▸ **Task to carry out**: Report each line of the records below that holds the word "stdin".

▸ **Dataset extract**:
----------------------------------------

//! `mansion`: print generated floor plans, play a case on stdin, or replay a
//! saved input journal.

mod config;
mod external;
mod play;

use std::io;
use std::path::PathBuf;
use std::time::{SystemTime, UNIX_EPOCH};

use anyhow::{Context, Result};
use clap::{ArgAction, Args, Parser, Subcommand};
use log::{LevelFilter, info, warn};
use mansion_core::{
    GeneratorOptions, InputJournal, Interrogator, MansionGenerator, NarrativeSource,
    OfflineInterrogator, OfflineNarrative, Session, replay_to_end,
};

use config::{DoorPolicy, LayoutSection, MansionConfig};
use external::{ExternalCommand, ExternalInterrogator, ExternalNarrative};

#[derive(Parser)]
#[command(name = "mansion")]
#[command(about = "Procedural mansion mystery")]
#[command(version)]
struct Cli {
    #[command(subcommand)]
    command: Commands,

    /// TOML config file with [layout] and [session] tables
    #[arg(short, long, global = true)]
    config: Option<PathBuf>,

    /// Verbose logging (-v, -vv for more)
    #[arg(short, long, action = ArgAction::Count, global = true)]
    verbose: u8,
}

#[derive(Subcommand)]
enum Commands {
    /// Print the rendered floor plan and room table
    Map {
        #[command(flatten)]
        layout: LayoutArgs,
    },
    /// Play a case, reading commands from stdin
    Play {
        /// Seed for the murderer and weapon draw
        #[arg(short, long)]
        seed: Option<u64>,

        #[command(flatten)]
        layout: LayoutArgs,

        /// Save the recorded inputs here on exit
        #[arg(short, long)]
        journal: Option<PathBuf>,

        /// Program that prints the story JSON for the drawn murderer and weapon
        #[arg(long)]
        narrative_cmd: Option<String>,

        /// Program that answers questions put to suspects
        #[arg(long)]
        interrogator_cmd: Option<String>,
    },
    /// Rebuild a session from a saved journal and print its final state
    Replay {
        /// Path to the journal JSON file to replay
        #[arg(short, long)]
        journal: PathBuf,
    },
}

#[derive(Args)]
struct LayoutArgs {
    /// Number of rooms (1-9)
    #[arg(long)]
    rooms: Option<usize>,
    /// Grid width in tiles
    #[arg(long)]
    width: Option<usize>,
    /// Grid height in tiles
    #[arg(long)]
    height: Option<usize>,
    /// Placement of doors toward the room above
    #[arg(long, value_enum)]
    door_policy: Option<DoorPolicy>,
}

impl From<&LayoutArgs> for LayoutSection {
    fn from(args: &LayoutArgs) -> Self {
        Self {
            rooms: args.rooms,
            width: args.width,
            height: args.height,
            door_policy: args.door_policy,
        }
    }
}

fn main() -> Result<()> {
    let cli = Cli::parse();
    init_logging(cli.verbose);

    let file_config = MansionConfig::load_optional(cli.config.as_deref())?;

    match cli.command {
        Commands::Map { layout } => print_map(&file_config, &layout),
        Commands::Play { seed, layout, journal, narrative_cmd, interrogator_cmd } => {
            let narrative = narrative_source_for(file_config.narrative_command(narrative_cmd))?;
            let interrogator =
                interrogator_for(file_config.interrogation_command(interrogator_cmd))?;
            let run = PlayRun { seed, journal_path: journal, narrative, interrogator };
            play(&file_config, &layout, run)
        }
        Commands::Replay { journal } => replay(journal),
    }
}

fn init_logging(verbosity: u8) {
    let mut builder = env_logger::Builder::new();
    let level = match verbosity {
        0 => LevelFilter::Info,
        1 => LevelFilter::Debug,
        _ => LevelFilter::Trace,
    };
    builder.filter_level(level);
    // RUST_LOG still refines per-module levels.
    builder.parse_default_env();
    builder.init();
}

fn print_map(file_config: &MansionConfig, layout: &LayoutArgs) -> Result<()> {
    let config = file_config.session_config(&LayoutSection::from(layout));
    let generator = MansionGenerator::new(GeneratorOptions {
        vertical_door: config.vertical_door,
        ..GeneratorOptions::default()
    });
    let mansion = generator
        .generate(config.rooms, config.width, config.height)
        .context("Failed to generate mansion")?;

    for row in mansion.rows() {
        println!("{row}");
    }
    println!();
    for (index, room) in mansion.rooms.iter().enumerate() {
        println!(
            "{index}: {:<14} cell ({}, {})  interior ({}, {})-({}, {})  center ({}, {})",
            room.name,
            room.row,
            room.column,
            room.x1,
            room.y1,
            room.x2,
            room.y2,
            room.center_x,
            room.center_y
        );
    }

    if let Some(first) = mansion.rooms.first() {
        let unreachable = mansion.unreachable_rooms(first.center());
        if !unreachable.is_empty() {
            println!("unreachable from {}: {unreachable:?}", first.name);
        }
    }
    Ok(())
}

struct PlayRun {
    seed: Option<u64>,
    journal_path: Option<PathBuf>,
    narrative: Box<dyn NarrativeSource>,
    interrogator: Box<dyn Interrogator>,
}

fn narrative_source_for(command: Option<String>) -> Result<Box<dyn NarrativeSource>> {
    Ok(match command {
        Some(line) => Box::new(ExternalNarrative::new(ExternalCommand::parse(&line)?)),
        None => Box::new(OfflineNarrative),
    })
}

fn interrogator_for(command: Option<String>) -> Result<Box<dyn Interrogator>> {
    Ok(match command {
        Some(line) => Box::new(ExternalInterrogator::new(ExternalCommand::parse(&line)?)),
        None => Box::new(OfflineInterrogator),
    })
}

fn play(file_config: &MansionConfig, layout: &LayoutArgs, run: PlayRun) -> Result<()> {
    let config = file_config.session_config(&LayoutSection::from(layout));
    let seed = file_config.seed(run.seed).unwrap_or_else(clock_seed);
    info!("starting case with seed {seed}");

    let mut session = Session::with_narrative(seed, &config, run.narrative.as_ref())
        .context("Failed to start session")?;
    let mut journal = InputJournal::new(seed, config);

    let stdin = io::stdin();
    let mut stdout = io::stdout();
    play::run(
        &mut session,
        &mut journal,
        run.interrogator.as_ref(),
        stdin.lock(),
        &mut stdout,
    )?;
    println!("Seed: {seed}");

    if let Some(path) = run.journal_path {
        journal
            .save(&path)
            .with_context(|| format!("Failed to save journal: {}", path.display()))?;
        info!("journal with {} inputs saved to {}", journal.inputs.len(), path.display());
    }
    Ok(())
}

fn replay(journal_path: PathBuf) -> Result<()> {
    let journal = InputJournal::load(&journal_path)
        .with_context(|| format!("Failed to load journal file: {}", journal_path.display()))?;

    let result = replay_to_end(&journal).context("Replay failed during execution")?;
    if journal.inputs.is_empty() {
        warn!("journal contains no inputs");
    }

    println!("Replay complete.");
    println!("Final Position: ({}, {})", result.final_pos.x, result.final_pos.y);
    match result.verdict {
        Some(verdict) => println!("Last Verdict: {verdict:?}"),
        None => println!("Last Verdict: none"),
    }
    println!("Solved: {}", result.solved);
    println!("Inputs Applied: {}", result.inputs_applied);
    println!("Snapshot Hash: {}", result.snapshot_hash);
    Ok(())
}

fn clock_seed() -> u64 {
    SystemTime::now()
        .duration_since(UNIX_EPOCH)
        .map(|elapsed| elapsed.as_nanos() as u64)
        .unwrap_or(0)
}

----------------------------------------

▸ **Task result**:
//! `mansion`: print generated floor plans, play a case on stdin, or replay a
    /// Play a case, reading commands from stdin
    let stdin = io::stdin();
        stdin.lock(),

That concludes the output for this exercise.